> [Instructions to follow]: In the listing below, how many lines carry the word "SearchPointsBuilder"? Reply with only the number.

╭──

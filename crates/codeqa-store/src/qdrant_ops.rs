//! Qdrant-backed [`VectorStore`].

use std::collections::HashMap;

use qdrant_client::Qdrant;
use qdrant_client::qdrant::{
    CountPointsBuilder, CreateCollectionBuilder, Distance, PointStruct, ScoredPoint,
    SearchPointsBuilder, UpsertPointsBuilder, VectorParamsBuilder, value::Kind, vectors_config,
};

use crate::vector_store::{
    Metric, ScoredVectorPoint, VectorPoint, VectorStore, VectorStoreError, rank_scored,
};

type QdrantResult<T> = Result<T, Box<qdrant_client::QdrantError>>;

/// Payload field holding the caller's id; Qdrant itself only accepts UUID or integer ids.
pub const KEY_FIELD: &str = "_key";

const ID_NAMESPACE: uuid::Uuid = uuid::Uuid::from_bytes([
    0x6c, 0x1f, 0x3b, 0x52, 0x8e, 0x0a, 0x4d, 0x27, 0x9b, 0x43, 0x15, 0xe2, 0x7a, 0xc8, 0x90, 0x04,
]);

/// Deterministic Qdrant point id for an arbitrary string key.
#[must_use]
pub fn point_id_for(key: &str) -> String {
    uuid::Uuid::new_v5(&ID_NAMESPACE, key.as_bytes()).to_string()
}

/// Thin wrapper over [`Qdrant`] client encapsulating common collection operations.
#[derive(Clone)]
pub struct QdrantOps {
    client: Qdrant,
}

impl std::fmt::Debug for QdrantOps {
    fn fmt(&self, f: &mut std::fmt::Formatter<'_>) -> std::fmt::Result {
        f.debug_struct("QdrantOps").finish_non_exhaustive()
    }
}

impl QdrantOps {
    /// Create a new `QdrantOps` connected to the given URL.
    ///
    /// # Errors
    ///
    /// Returns an error if the Qdrant client cannot be created.
    pub fn new(url: &str, api_key: Option<String>) -> QdrantResult<Self> {
        let mut builder = Qdrant::from_url(url);
        if let Some(key) = api_key {
            builder = builder.api_key(key);
        }
        let client = builder.build().map_err(Box::new)?;
        Ok(Self { client })
    }

    /// Vector size and raw distance of a single-vector collection, `None` if
    /// the collection uses named vectors.
    ///
    /// # Errors
    ///
    /// Returns an error if Qdrant cannot be reached.
    pub async fn vector_params(&self, collection: &str) -> QdrantResult<Option<(u64, i32)>> {
        let info = self
            .client
            .collection_info(collection)
            .await
            .map_err(Box::new)?;
        let params = info
            .result
            .and_then(|i| i.config)
            .and_then(|c| c.params)
            .and_then(|p| p.vectors_config)
            .and_then(|v| v.config);
        Ok(match params {
            Some(vectors_config::Config::Params(p)) => Some((p.size, p.distance)),
            _ => None,
        })
    }

    /// Create a collection with the given size and distance.
    ///
    /// # Errors
    ///
    /// Returns an error if collection creation fails.
    pub async fn create_collection(
        &self,
        collection: &str,
        vector_size: u64,
        metric: Metric,
    ) -> QdrantResult<()> {
        self.client
            .create_collection(
                CreateCollectionBuilder::new(collection)
                    .vectors_config(VectorParamsBuilder::new(vector_size, distance_of(metric))),
            )
            .await
            .map_err(Box::new)?;
        Ok(())
    }

    /// Upsert points into a collection, waiting for the write to be applied.
    ///
    /// # Errors
    ///
    /// Returns an error if the upsert fails.
    pub async fn upsert_points(
        &self,
        collection: &str,
        points: Vec<PointStruct>,
    ) -> QdrantResult<()> {
        self.client
            .upsert_points(UpsertPointsBuilder::new(collection, points).wait(true))
            .await
            .map_err(Box::new)?;
        Ok(())
    }

    /// Search for similar vectors, returning scored points with payloads.
    ///
    /// # Errors
    ///
    /// Returns an error if the search fails.
    pub async fn search_points(
        &self,
        collection: &str,
        vector: Vec<f32>,
        limit: u64,
    ) -> QdrantResult<Vec<ScoredPoint>> {
        let builder = SearchPointsBuilder::new(collection, vector, limit).with_payload(true);
        let results = self.client.search_points(builder).await.map_err(Box::new)?;
        Ok(results.result)
    }

    /// Exact number of points in a collection.
    ///
    /// # Errors
    ///
    /// Returns an error if the count request fails.
    pub async fn count_points(&self, collection: &str) -> QdrantResult<u64> {
        let response = self
            .client
            .count(CountPointsBuilder::new(collection).exact(true))
            .await
            .map_err(Box::new)?;
        Ok(response.result.map_or(0, |r| r.count))
    }

    /// Convert a JSON value to a Qdrant payload map.
    ///
    /// # Errors
    ///
    /// Returns a JSON error if deserialization fails.
    pub fn json_to_payload(
        value: serde_json::Value,
    ) -> Result<HashMap<String, qdrant_client::qdrant::Value>, serde_json::Error> {
        serde_json::from_value(value)
    }
}

fn distance_of(metric: Metric) -> Distance {
    match metric {
        Metric::Cosine => Distance::Cosine,
        Metric::Dot => Distance::Dot,
        Metric::Euclid => Distance::Euclid,
    }
}

fn connection_err(e: &qdrant_client::QdrantError) -> VectorStoreError {
    VectorStoreError::Connection(e.to_string())
}

impl VectorStore for QdrantOps {
    fn ensure_collection(
        &self,
        collection: &str,
        vector_size: u64,
        metric: Metric,
    ) -> std::pin::Pin<
        Box<dyn std::future::Future<Output = Result<(), VectorStoreError>> + Send + '_>,
    > {
        let collection = collection.to_owned();
        Box::pin(async move {
            let exists = self
                .client
                .collection_exists(&collection)
                .await
                .map_err(|e| connection_err(&e))?;

            if !exists {
                tracing::info!(%collection, vector_size, %metric, "creating Qdrant collection");
                return self
                    .create_collection(&collection, vector_size, metric)
                    .await
                    .map_err(|e| VectorStoreError::Collection(e.to_string()));
            }

            let params = self
                .vector_params(&collection)
                .await
                .map_err(|e| connection_err(&e))?;
            match params {
                Some((size, distance))
                    if size == vector_size && distance == distance_of(metric) as i32 =>
                {
                    Ok(())
                }
                Some((size, distance)) => Err(VectorStoreError::Mismatch {
                    detail: format!(
                        "has size {size} / distance {distance}, requested {vector_size} / {metric}"
                    ),
                    collection,
                }),
                None => Err(VectorStoreError::Mismatch {
                    detail: "uses named vectors".into(),
                    collection,
                }),
            }
        })
    }

    fn collection_exists(
        &self,
        collection: &str,
    ) -> std::pin::Pin<
        Box<dyn std::future::Future<Output = Result<bool, VectorStoreError>> + Send + '_>,
    > {
        let collection = collection.to_owned();
        Box::pin(async move {
            self.client
                .collection_exists(&collection)
                .await
                .map_err(|e| connection_err(&e))
        })
    }

    fn upsert(
        &self,
        collection: &str,
        points: Vec<VectorPoint>,
    ) -> std::pin::Pin<
        Box<dyn std::future::Future<Output = Result<(), VectorStoreError>> + Send + '_>,
    > {
        let collection = collection.to_owned();
        Box::pin(async move {
            let qdrant_points = points
                .into_iter()
                .map(vector_point_to_qdrant)
                .collect::<Result<Vec<_>, _>>()?;
            self.upsert_points(&collection, qdrant_points)
                .await
                .map_err(|e| VectorStoreError::Upsert(e.to_string()))
        })
    }

    fn search(
        &self,
        collection: &str,
        vector: Vec<f32>,
        limit: u64,
    ) -> std::pin::Pin<
        Box<
            dyn std::future::Future<Output = Result<Vec<ScoredVectorPoint>, VectorStoreError>>
                + Send
                + '_,
        >,
    > {
        let collection = collection.to_owned();
        Box::pin(async move {
            if limit == 0 {
                return Ok(Vec::new());
            }
            let results = self
                .search_points(&collection, vector, limit.saturating_add(1))
                .await
                .map_err(|e| VectorStoreError::Search(e.to_string()))?;
            Ok(rank_hits(results, limit))
        })
    }

    fn count(
        &self,
        collection: &str,
    ) -> std::pin::Pin<
        Box<dyn std::future::Future<Output = Result<u64, VectorStoreError>> + Send + '_>,
    > {
        let collection = collection.to_owned();
        Box::pin(async move {
            self.count_points(&collection)
                .await
                .map_err(|e| VectorStoreError::Count(e.to_string()))
        })
    }
}

fn vector_point_to_qdrant(p: VectorPoint) -> Result<PointStruct, VectorStoreError> {
    let mut payload: serde_json::Map<String, serde_json::Value> = p.payload.into_iter().collect();
    payload.insert(KEY_FIELD.into(), serde_json::Value::String(p.id.clone()));
    let payload = QdrantOps::json_to_payload(serde_json::Value::Object(payload))
        .map_err(|e| VectorStoreError::Serialization(e.to_string()))?;
    Ok(PointStruct::new(point_id_for(&p.id), p.vector, payload))
}

/// Hits are fetched one past `limit` so a tie at the cut is settled by id
/// rather than by server order.
fn rank_hits(points: Vec<ScoredPoint>, limit: u64) -> Vec<ScoredVectorPoint> {
    let mut scored: Vec<_> = points.into_iter().map(scored_point_to_vector).collect();
    rank_scored(&mut scored, usize::try_from(limit).unwrap_or(usize::MAX));
    scored
}

fn scored_point_to_vector(point: ScoredPoint) -> ScoredVectorPoint {
    let mut payload: HashMap<String, serde_json::Value> = point
        .payload
        .into_iter()
        .filter_map(|(k, v)| {
            let json_val = match v.kind? {
                Kind::StringValue(s) => serde_json::Value::String(s),
                Kind::IntegerValue(i) => serde_json::Value::Number(i.into()),
                Kind::DoubleValue(d) => {
                    serde_json::Number::from_f64(d).map(serde_json::Value::Number)?
                }
                Kind::BoolValue(b) => serde_json::Value::Bool(b),
                _ => return None,
            };
            Some((k, json_val))
        })
        .collect();

    let id = match payload.remove(KEY_FIELD) {
        Some(serde_json::Value::String(key)) => key,
        _ => match point.id.and_then(|pid| pid.point_id_options) {
            Some(qdrant_client::qdrant::point_id::PointIdOptions::Uuid(u)) => u,
            Some(qdrant_client::qdrant::point_id::PointIdOptions::Num(n)) => n.to_string(),
            None => String::new(),
        },
    };

    ScoredVectorPoint {
        id,
        score: point.score,
        payload,
    }
}

#[cfg(test)]
mod tests {
    use qdrant_client::qdrant::PointId;

    use super::*;

    #[test]
    fn new_valid_url() {
        let ops = QdrantOps::new("http://localhost:6334", None);
        assert!(ops.is_ok());
    }

    #[test]
    fn new_with_api_key() {
        let ops = QdrantOps::new("http://localhost:6334", Some("secret".into()));
        assert!(ops.is_ok());
    }

    #[test]
    fn debug_format() {
        let ops = QdrantOps::new("http://localhost:6334", None).unwrap();
        let dbg = format!("{ops:?}");
        assert!(dbg.contains("QdrantOps"));
    }

    #[test]
    fn point_id_is_deterministic_uuid() {
        let a = point_id_for("abc");
        let b = point_id_for("abc");
        let c = point_id_for("abd");
        assert_eq!(a, b);
        assert_ne!(a, c);
        assert!(uuid::Uuid::parse_str(&a).is_ok());
    }

    #[test]
    fn vector_point_conversion_stores_key() {
        let point = VectorPoint {
            id: "snippet-1".into(),
            vector: vec![0.1, 0.2],
            payload: HashMap::from([("code".into(), serde_json::json!("def foo(): pass"))]),
        };
        let converted = vector_point_to_qdrant(point).unwrap();
        assert_eq!(
            converted.payload.get(KEY_FIELD).and_then(|v| v.as_str()),
            Some(&"snippet-1".to_string())
        );
        assert!(converted.payload.contains_key("code"));
    }

    #[test]
    fn scored_point_recovers_key() {
        let payload = QdrantOps::json_to_payload(serde_json::json!({
            "_key": "snippet-1",
            "code": "def foo(): pass",
            "line": 3,
        }))
        .unwrap();
        let point = ScoredPoint {
            id: Some(PointId::from(point_id_for("snippet-1"))),
            payload,
            score: 0.75,
            ..Default::default()
        };
        let converted = scored_point_to_vector(point);
        assert_eq!(converted.id, "snippet-1");
        assert!(!converted.payload.contains_key(KEY_FIELD));
        assert_eq!(converted.payload["code"], "def foo(): pass");
        assert_eq!(converted.payload["line"], 3);
    }

    #[test]
    fn tie_at_limit_keeps_smaller_id() {
        let hit = |key: &str, score: f32| ScoredPoint {
            id: Some(PointId::from(point_id_for(key))),
            payload: QdrantOps::json_to_payload(serde_json::json!({ "_key": key })).unwrap(),
            score,
            ..Default::default()
        };
        // Server order puts "b" inside the cut and "a" one past it.
        let ranked = rank_hits(vec![hit("top", 0.9), hit("b", 0.5), hit("a", 0.5)], 2);
        let ids: Vec<_> = ranked.iter().map(|p| p.id.as_str()).collect();
        assert_eq!(ids, ["top", "a"]);
    }

    #[test]
    fn json_to_payload_empty() {
        let result = QdrantOps::json_to_payload(serde_json::json!({}));
        assert!(result.unwrap().is_empty());
    }
}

╰──

> [Expected answer]: 2